# Directions for this task:
At the line with "for &sample in", start repeating the data, and continue line by line through the final line, exactly.

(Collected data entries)
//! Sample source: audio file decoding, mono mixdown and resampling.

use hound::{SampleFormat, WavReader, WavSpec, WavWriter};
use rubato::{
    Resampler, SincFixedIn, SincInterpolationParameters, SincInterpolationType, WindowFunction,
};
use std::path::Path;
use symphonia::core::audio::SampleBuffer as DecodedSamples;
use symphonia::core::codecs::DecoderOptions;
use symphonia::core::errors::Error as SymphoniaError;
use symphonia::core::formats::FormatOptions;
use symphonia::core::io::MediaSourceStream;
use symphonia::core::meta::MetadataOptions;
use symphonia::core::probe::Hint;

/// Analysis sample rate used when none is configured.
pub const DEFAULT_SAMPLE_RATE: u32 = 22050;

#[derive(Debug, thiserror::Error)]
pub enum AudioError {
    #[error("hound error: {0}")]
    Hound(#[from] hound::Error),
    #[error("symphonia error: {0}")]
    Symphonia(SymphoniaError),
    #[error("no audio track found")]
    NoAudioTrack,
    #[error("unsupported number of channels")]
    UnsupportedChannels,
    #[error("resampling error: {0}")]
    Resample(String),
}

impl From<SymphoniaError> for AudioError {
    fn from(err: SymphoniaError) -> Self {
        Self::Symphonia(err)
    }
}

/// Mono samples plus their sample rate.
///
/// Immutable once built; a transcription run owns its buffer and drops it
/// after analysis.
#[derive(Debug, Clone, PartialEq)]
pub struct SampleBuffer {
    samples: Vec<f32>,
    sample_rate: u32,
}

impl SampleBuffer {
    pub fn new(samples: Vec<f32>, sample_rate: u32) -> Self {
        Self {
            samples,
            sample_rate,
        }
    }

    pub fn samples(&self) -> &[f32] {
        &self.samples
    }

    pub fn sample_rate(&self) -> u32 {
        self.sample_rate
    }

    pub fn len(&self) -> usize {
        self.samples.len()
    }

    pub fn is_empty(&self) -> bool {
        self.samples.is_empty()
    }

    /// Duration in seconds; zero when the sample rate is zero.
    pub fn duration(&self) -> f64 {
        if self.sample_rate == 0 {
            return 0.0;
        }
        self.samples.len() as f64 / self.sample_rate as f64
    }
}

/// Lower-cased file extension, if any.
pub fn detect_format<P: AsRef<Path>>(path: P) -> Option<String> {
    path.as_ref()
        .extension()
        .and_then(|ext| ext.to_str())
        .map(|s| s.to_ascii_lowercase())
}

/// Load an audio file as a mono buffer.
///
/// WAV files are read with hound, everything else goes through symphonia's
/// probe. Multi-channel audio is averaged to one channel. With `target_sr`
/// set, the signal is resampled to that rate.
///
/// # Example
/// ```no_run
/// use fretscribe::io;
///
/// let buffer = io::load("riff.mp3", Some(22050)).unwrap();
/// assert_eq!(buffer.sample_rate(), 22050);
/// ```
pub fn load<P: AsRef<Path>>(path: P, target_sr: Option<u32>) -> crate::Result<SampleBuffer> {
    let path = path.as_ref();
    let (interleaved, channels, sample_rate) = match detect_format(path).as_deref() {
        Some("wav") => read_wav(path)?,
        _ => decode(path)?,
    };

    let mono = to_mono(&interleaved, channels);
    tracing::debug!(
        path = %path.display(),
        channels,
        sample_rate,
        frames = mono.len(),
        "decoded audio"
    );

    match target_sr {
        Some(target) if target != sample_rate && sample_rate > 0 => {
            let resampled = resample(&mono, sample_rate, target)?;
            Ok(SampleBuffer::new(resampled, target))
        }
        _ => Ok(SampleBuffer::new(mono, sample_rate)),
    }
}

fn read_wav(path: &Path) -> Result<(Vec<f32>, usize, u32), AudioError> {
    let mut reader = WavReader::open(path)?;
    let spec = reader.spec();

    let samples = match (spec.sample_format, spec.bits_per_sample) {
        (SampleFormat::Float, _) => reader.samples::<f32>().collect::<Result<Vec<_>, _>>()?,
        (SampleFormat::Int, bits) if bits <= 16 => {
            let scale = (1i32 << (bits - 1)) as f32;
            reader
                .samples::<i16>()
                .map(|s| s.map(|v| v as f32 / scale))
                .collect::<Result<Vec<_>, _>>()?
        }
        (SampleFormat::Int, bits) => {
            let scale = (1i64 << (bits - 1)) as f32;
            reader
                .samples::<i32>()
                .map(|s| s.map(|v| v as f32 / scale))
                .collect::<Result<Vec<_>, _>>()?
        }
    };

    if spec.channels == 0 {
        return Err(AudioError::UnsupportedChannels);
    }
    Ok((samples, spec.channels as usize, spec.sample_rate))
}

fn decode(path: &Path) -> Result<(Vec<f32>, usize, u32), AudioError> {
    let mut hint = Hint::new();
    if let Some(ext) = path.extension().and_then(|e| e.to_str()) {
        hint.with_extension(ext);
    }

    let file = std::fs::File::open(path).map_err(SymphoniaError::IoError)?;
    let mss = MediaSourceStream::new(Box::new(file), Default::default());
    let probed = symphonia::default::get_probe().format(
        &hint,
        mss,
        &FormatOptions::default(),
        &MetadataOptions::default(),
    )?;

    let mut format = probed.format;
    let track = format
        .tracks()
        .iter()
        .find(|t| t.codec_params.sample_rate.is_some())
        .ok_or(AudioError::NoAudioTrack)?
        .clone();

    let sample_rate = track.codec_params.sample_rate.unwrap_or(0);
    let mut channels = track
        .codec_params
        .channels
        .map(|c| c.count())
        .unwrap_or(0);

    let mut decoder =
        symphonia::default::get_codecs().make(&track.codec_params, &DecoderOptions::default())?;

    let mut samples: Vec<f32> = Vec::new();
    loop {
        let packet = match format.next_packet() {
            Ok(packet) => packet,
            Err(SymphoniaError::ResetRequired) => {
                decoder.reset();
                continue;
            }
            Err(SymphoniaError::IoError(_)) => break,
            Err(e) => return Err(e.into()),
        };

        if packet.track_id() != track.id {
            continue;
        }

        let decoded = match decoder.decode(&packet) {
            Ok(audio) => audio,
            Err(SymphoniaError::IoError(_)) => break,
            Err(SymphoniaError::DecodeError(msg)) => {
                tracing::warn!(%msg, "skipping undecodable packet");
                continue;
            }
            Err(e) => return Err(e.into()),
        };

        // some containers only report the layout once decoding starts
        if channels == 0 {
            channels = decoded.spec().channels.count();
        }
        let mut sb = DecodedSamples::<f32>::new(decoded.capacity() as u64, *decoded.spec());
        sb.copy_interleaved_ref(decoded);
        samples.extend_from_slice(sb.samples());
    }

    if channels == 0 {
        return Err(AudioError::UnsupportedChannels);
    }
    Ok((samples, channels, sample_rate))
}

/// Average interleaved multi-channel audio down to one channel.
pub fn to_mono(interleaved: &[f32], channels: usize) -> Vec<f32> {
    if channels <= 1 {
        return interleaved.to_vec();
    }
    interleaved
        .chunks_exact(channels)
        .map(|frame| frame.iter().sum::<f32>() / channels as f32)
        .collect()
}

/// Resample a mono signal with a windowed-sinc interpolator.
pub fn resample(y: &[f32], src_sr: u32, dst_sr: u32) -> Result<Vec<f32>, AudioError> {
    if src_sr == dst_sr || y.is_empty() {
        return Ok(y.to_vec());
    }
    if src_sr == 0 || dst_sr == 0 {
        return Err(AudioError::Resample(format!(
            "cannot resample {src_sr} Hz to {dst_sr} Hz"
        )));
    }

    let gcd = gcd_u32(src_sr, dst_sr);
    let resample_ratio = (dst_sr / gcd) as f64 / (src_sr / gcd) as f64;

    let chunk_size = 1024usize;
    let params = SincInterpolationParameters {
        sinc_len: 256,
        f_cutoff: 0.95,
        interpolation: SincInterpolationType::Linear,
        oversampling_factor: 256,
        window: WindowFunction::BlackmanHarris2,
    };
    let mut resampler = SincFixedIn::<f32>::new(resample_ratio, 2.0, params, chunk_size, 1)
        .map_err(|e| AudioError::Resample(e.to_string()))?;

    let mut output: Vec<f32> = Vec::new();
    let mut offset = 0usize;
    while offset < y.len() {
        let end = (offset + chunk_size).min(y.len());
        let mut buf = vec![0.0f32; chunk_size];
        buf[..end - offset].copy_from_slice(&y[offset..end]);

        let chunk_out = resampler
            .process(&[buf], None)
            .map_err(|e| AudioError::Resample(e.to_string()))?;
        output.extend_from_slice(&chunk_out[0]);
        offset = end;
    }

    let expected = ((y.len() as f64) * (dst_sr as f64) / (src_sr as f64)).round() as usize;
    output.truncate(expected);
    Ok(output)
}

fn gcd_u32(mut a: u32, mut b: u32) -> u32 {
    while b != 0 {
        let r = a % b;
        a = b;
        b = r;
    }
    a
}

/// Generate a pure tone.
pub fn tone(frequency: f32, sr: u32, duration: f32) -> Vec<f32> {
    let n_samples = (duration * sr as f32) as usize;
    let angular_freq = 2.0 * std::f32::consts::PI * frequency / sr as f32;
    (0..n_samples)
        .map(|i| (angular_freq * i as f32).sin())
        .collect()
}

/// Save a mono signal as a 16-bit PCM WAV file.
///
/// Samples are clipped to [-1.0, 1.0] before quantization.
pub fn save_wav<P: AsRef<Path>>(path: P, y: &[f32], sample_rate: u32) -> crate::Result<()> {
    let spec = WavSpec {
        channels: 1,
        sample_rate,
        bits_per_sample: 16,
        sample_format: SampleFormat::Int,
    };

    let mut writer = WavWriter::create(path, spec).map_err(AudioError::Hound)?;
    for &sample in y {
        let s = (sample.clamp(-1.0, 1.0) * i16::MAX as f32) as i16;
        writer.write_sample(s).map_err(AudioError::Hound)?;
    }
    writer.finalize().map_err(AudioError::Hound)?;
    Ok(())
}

# Exercise solution:
    for &sample in y {
        let s = (sample.clamp(-1.0, 1.0) * i16::MAX as f32) as i16;
        writer.write_sample(s).map_err(AudioError::Hound)?;
    }
    writer.finalize().map_err(AudioError::Hound)?;
    Ok(())
}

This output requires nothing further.